Science behind their impact
It’s clearly BS. So how come it works so well? It’s about being negative. Really, it is.
Mirna pointed out that negative comments trend 40% better and receive 40% more engagement. She even explained the science behind it.
A recent UCLA study scanned brains of people exposed to negative content. The amygdala, the brain’s fear center, activates in 180 ms, while the prefrontal cortex responds only after 500 ms. In other words, you feel fear before you can think logically about what you see.
Also, you have to take into consideration that the negative aspect of information, and the feelings you get from negative comments, stay in your mind five times stronger than the positive ones.
This isn’t about us as individuals, Mirna added, it’s about evolution.

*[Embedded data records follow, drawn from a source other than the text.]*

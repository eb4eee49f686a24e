//! Terminal formatting. Every function returns a `String`; printing is the
//! caller's business.

use chrono::{DateTime, Utc};
use console::style;
use folioapp::model::{Draft, HistoryContext, HistoryEntry, PageUpdate};
use std::time::Duration;

fn relative_time(time: i64, now: i64) -> String {
    let elapsed = Duration::from_secs((now - time).max(0) as u64);
    timeago::Formatter::new().convert(elapsed)
}

fn absolute_time(time: i64) -> String {
    DateTime::<Utc>::from_timestamp(time, 0)
        .map(|dt| dt.format("%Y-%m-%d %H:%M").to_string())
        .unwrap_or_else(|| time.to_string())
}

pub fn render_update(update: &PageUpdate) -> String {
    let mut out = format!(
        "{} Page {} updated\n",
        style("✓").green(),
        style(update.page.id).bold()
    );
    for line in &update.history_entry.details {
        out.push_str(&format!("  {}\n", style(line).dim()));
    }
    out
}

pub fn render_draft(page_id: i64, draft: &Draft, now: i64) -> String {
    if draft.timestamp == 0 && draft.content.is_empty() {
        return format!("No draft saved for page {}\n", page_id);
    }
    let mut out = format!(
        "{} {}\n\n",
        style(format!("Draft for page {}", page_id)).bold(),
        style(format!(
            "saved {} ({})",
            relative_time(draft.timestamp, now),
            absolute_time(draft.timestamp)
        ))
        .dim()
    );
    out.push_str(&draft.content);
    if !draft.content.ends_with('\n') {
        out.push('\n');
    }
    out
}

pub fn render_history(entries: &[HistoryEntry], now: i64) -> String {
    if entries.is_empty() {
        return "No history recorded\n".to_string();
    }

    let mut out = String::new();
    // Newest first reads better in a terminal
    for entry in entries.iter().rev() {
        let marker = match entry.context {
            HistoryContext::Page => style("●").cyan(),
            HistoryContext::System => style("○").yellow(),
        };
        out.push_str(&format!(
            "{} {}  {}  {}\n",
            marker,
            style(relative_time(entry.time, now)).dim(),
            style(&entry.user).bold(),
            entry.action
        ));
        for line in &entry.details {
            out.push_str(&format!("    {}\n", style(line).dim()));
        }
    }
    out
}

pub fn render_blocks(names: &[String]) -> String {
    if names.is_empty() {
        return "No blocks found\n".to_string();
    }
    names.iter().map(|name| format!("{}\n", name)).collect()
}

#[cfg(test)]
mod tests {
    use super::*;
    use console::strip_ansi_codes;
    use folioapp::history::{page_entry, sitemap_entry};
    use folioapp::model::Page;
    use serde_json::Map;

    #[test]
    fn test_render_update_lists_details() {
        let entry = page_entry(7, "alice", "<p>Hello</p>", "<p>Hello world</p>", 100);
        let update = PageUpdate {
            page: Page {
                id: 7,
                content: "<p>Hello world</p>".to_string(),
                last_modified: 100,
                extra: Map::new(),
            },
            history_entry: entry,
            timestamp: 100,
            previous_content: "<p>Hello</p>".to_string(),
        };
        let out = strip_ansi_codes(&render_update(&update)).to_string();
        assert!(out.contains("Page 7 updated"));
        assert!(out.contains("Words: 1 → 2 (+1)"));
        assert!(out.contains("Characters: 5 → 11 (+6)"));
    }

    #[test]
    fn test_render_empty_draft() {
        assert_eq!(
            render_draft(3, &Draft::default(), 1000),
            "No draft saved for page 3\n"
        );
    }

    #[test]
    fn test_render_draft_shows_age_and_content() {
        let draft = Draft {
            content: "<p>wip</p>".to_string(),
            timestamp: 1_700_000_000,
        };
        let out = strip_ansi_codes(&render_draft(3, &draft, 1_700_000_000 + 120)).to_string();
        assert!(out.contains("Draft for page 3"));
        assert!(out.contains("2 minutes ago"));
        assert!(out.ends_with("<p>wip</p>\n"));
    }

    #[test]
    fn test_render_history_newest_first() {
        let entries = vec![
            page_entry(1, "first", "", "a", 10),
            sitemap_entry(1, 10),
            page_entry(1, "last", "a", "a b", 20),
        ];
        let out = strip_ansi_codes(&render_history(&entries, 20)).to_string();
        let last = out.find("last").unwrap();
        let first = out.find("first").unwrap();
        assert!(last < first);
        assert!(out.contains("system"));
    }

    #[test]
    fn test_render_blocks() {
        assert_eq!(render_blocks(&[]), "No blocks found\n");
        assert_eq!(
            render_blocks(&["a.html".to_string(), "b.html".to_string()]),
            "a.html\nb.html\n"
        );
    }
}
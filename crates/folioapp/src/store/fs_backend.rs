use super::backend::StorageBackend;
use crate::error::{FolioError, Result};
use log::{debug, warn};
use serde_json::Value;
use std::cell::RefCell;
use std::collections::HashMap;
use std::fs;
use std::io::ErrorKind;
use std::path::{Path, PathBuf};
use std::time::SystemTime;
use uuid::Uuid;

/// File metadata the cached copy was taken at.
#[derive(Debug, Clone, Copy, PartialEq, Eq)]
struct Fingerprint {
    modified: Option<SystemTime>,
    len: u64,
}

impl Fingerprint {
    fn of(path: &Path) -> Option<Self> {
        let meta = fs::metadata(path).ok()?;
        Some(Self {
            modified: meta.modified().ok(),
            len: meta.len(),
        })
    }
}

struct CachedDocument {
    fingerprint: Fingerprint,
    value: Value,
}

/// Filesystem backend.
///
/// The cache uses `RefCell` since folio is single-threaded per request;
/// `FsBackend` is therefore not `Sync`, and each request should own one.
#[derive(Default)]
pub struct FsBackend {
    cache: RefCell<HashMap<PathBuf, CachedDocument>>,
}

impl FsBackend {
    pub fn new() -> Self {
        Self::default()
    }

    fn tmp_path(path: &Path) -> PathBuf {
        let name = path
            .file_name()
            .and_then(|s| s.to_str())
            .unwrap_or("document");
        path.with_file_name(format!(".{}-{}.tmp", name, Uuid::new_v4()))
    }
}

impl StorageBackend for FsBackend {
    fn read_json(&self, path: &Path) -> Option<Value> {
        let content = match fs::read_to_string(path) {
            Ok(content) => content,
            Err(err) if err.kind() == ErrorKind::NotFound => {
                debug!(
                    "event=json_read module=store status=missing path={}",
                    path.display()
                );
                return None;
            }
            Err(err) => {
                warn!(
                    "event=json_read module=store status=error path={} error={}",
                    path.display(),
                    err
                );
                return None;
            }
        };

        match serde_json::from_str(&content) {
            Ok(value) => Some(value),
            Err(err) => {
                warn!(
                    "event=json_read module=store status=corrupt path={} error={}",
                    path.display(),
                    err
                );
                None
            }
        }
    }

    fn read_json_cached(&self, path: &Path) -> Option<Value> {
        let Some(fingerprint) = Fingerprint::of(path) else {
            self.cache.borrow_mut().remove(path);
            return None;
        };

        if let Some(cached) = self.cache.borrow().get(path) {
            if cached.fingerprint == fingerprint {
                return Some(cached.value.clone());
            }
        }

        let value = self.read_json(path)?;
        self.cache.borrow_mut().insert(
            path.to_path_buf(),
            CachedDocument {
                fingerprint,
                value: value.clone(),
            },
        );
        Some(value)
    }

    fn write_json(&self, path: &Path, data: &Value) -> Result<()> {
        let content = serde_json::to_string_pretty(data).map_err(FolioError::Serialization)?;

        // Atomic write
        let tmp_path = Self::tmp_path(path);
        fs::write(&tmp_path, content).map_err(FolioError::Io)?;
        if let Err(err) = fs::rename(&tmp_path, path) {
            let _ = fs::remove_file(&tmp_path);
            return Err(FolioError::Io(err));
        }

        let mut cache = self.cache.borrow_mut();
        match Fingerprint::of(path) {
            Some(fingerprint) => {
                cache.insert(
                    path.to_path_buf(),
                    CachedDocument {
                        fingerprint,
                        value: data.clone(),
                    },
                );
            }
            None => {
                cache.remove(path);
            }
        }
        Ok(())
    }

    fn ensure_dir(&self, path: &Path) -> Result<()> {
        if !path.is_dir() {
            fs::create_dir_all(path).map_err(|e| {
                FolioError::Storage(format!(
                    "could not create directory {}: {}",
                    path.display(),
                    e
                ))
            })?;
        }
        Ok(())
    }

    fn remove_file(&self, path: &Path) -> Result<()> {
        self.cache.borrow_mut().remove(path);
        match fs::remove_file(path) {
            Ok(()) => Ok(()),
            Err(err) if err.kind() == ErrorKind::NotFound => Ok(()),
            Err(err) => Err(FolioError::Io(err)),
        }
    }
}
//! # Folio Architecture
//!
//! Folio is the storage core of a flat-file CMS. Pages live in one JSON
//! document, revisions in another, drafts in one file per page, and reusable
//! template fragments ("blocks") in a plain directory. Everything else a site
//! needs (templating, menus, auth, routing) sits outside this crate and talks
//! to it through the API facade.
//!
//! ## Layers
//!
//! ```text
//! ┌─────────────────────────────────────────────────────────────┐
//! │  Clients (web handlers, the `folio` CLI)                    │
//! │  - Authenticate, build a RequestContext, map status codes   │
//! └─────────────────────────────────────────────────────────────┘
//!                              │
//!                              ▼
//! ┌─────────────────────────────────────────────────────────────┐
//! │  API Layer (api.rs)                                         │
//! │  - Tagged JSON requests → repository calls → ApiResponse    │
//! └─────────────────────────────────────────────────────────────┘
//!                              │
//!                              ▼
//! ┌─────────────────────────────────────────────────────────────┐
//! │  Repository (repository.rs, history.rs, blocks.rs)          │
//! │  - Content updates + history, drafts, sandboxed blocks      │
//! └─────────────────────────────────────────────────────────────┘
//!                              │
//!                              ▼
//! ┌─────────────────────────────────────────────────────────────┐
//! │  Storage Layer (store/)                                     │
//! │  - StorageBackend trait: FsBackend (production),            │
//! │    MemBackend (testing)                                     │
//! └─────────────────────────────────────────────────────────────┘
//! ```
//!
//! ## Key Principle: No I/O Assumptions Above the Store
//!
//! From `api.rs` down to the repository, code takes regular Rust values and
//! returns `Result<T, FolioError>`. It never writes to stdout/stderr and never
//! exits the process; diagnostics go through the `log` facade.
//!
//! ## Module Overview
//!
//! - [`api`]: request facade and [`api::RequestContext`]
//! - [`repository`]: [`repository::PageRepository`]
//! - [`history`]: change statistics and the bounded history log
//! - [`blocks`]: block listing and traversal-safe loading
//! - [`store`]: storage abstraction and implementations
//! - [`model`]: `Page`, `HistoryEntry`, `Draft`
//! - [`config`]: configuration
//! - [`error`]: error types and HTTP status mapping

pub mod api;
pub mod blocks;
pub mod config;
pub mod error;
pub mod history;
pub mod model;
pub mod repository;
pub mod store;

#[cfg(any(test, feature = "test_utils"))]
pub mod test_utils;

Our ancestors had to react quickly to negative circumstances in nature to survive. So our brains became wired to prioritize threats over feel-good moments.
She then brought up an MIT study which found that just being exposed to a negative comment makes you 25% more likely to think negatively about your own job, even if you were perfectly happy with it before.

Mirna shared another reason for the negativity bias. It’s the J-Curve effect from a study of 15 million Amazon reviews.
Most people leave either 1-star or 5-star ratings, while the indifferent majority stays silent. The same applies to how we talk about work, neutral days don’t make for engaging stories, so people share only strong positive or negative emotions.
This isn’t just Reddit. LinkedIn’s 2023 algorithm favors posts with emotional language like “I’m happy” or “I’m excited,” giving them three times more reach than neutral posts.
You probably shouldn’t blindly trust listen to online expert eather
We should stop listening to those flashy online voices who became “senior professionals” at 25 after just two years of work, living a dream life and getting paid astronomical amounts for their so-called brilliance.
A Harvard Business Review study even found that 73% of people giving online career advice have never actually hired anyone, and yet they’re out there, dishing out advice like experts.
But this is your career. You get to decide your next steps. As Mirna wisely reminded us, true growth takes time and patience, there are no shortcuts:
Every skill you have is built in layers. It takes up to 1.000 hours of dedicated work to acquire each layer, each step. And if you want to move forward, you cannot skip them. If you try to skip steps, you’ll have to make up for it later.
The very things you’re trying to avoid will come back to haunt you. Maybe not now, but eventually, in another job, another role, you’ll be forced to catch up.
Talk to real people when you want to change jobs
You really don’t have to be a victim of everything you read online. If you can’t stop yourself from diving into Reddit threads or doomscrolling posts about bad, bad IT companies, remember the 72-hour rule:
After an intense emotional experience, your feelings drop by 50% in the first 24 hours and usually fade by day three. Give yourself time before making big decisions.
The truth is, Reddit (or any online platform) can’t make you do anything.
“We allow ourselves to be influenced by the noise coming from outside,” says Mirna.
She concluded with a few grounded pieces of advice:
Talk to real people when you want to change jobs. Don’t just rely on the internet. No job is perfect. No company is perfect. Work with people you admire. When you stop admiring them, move on. Do something else. And stop doing anything that isn’t turning you into the person you want to become.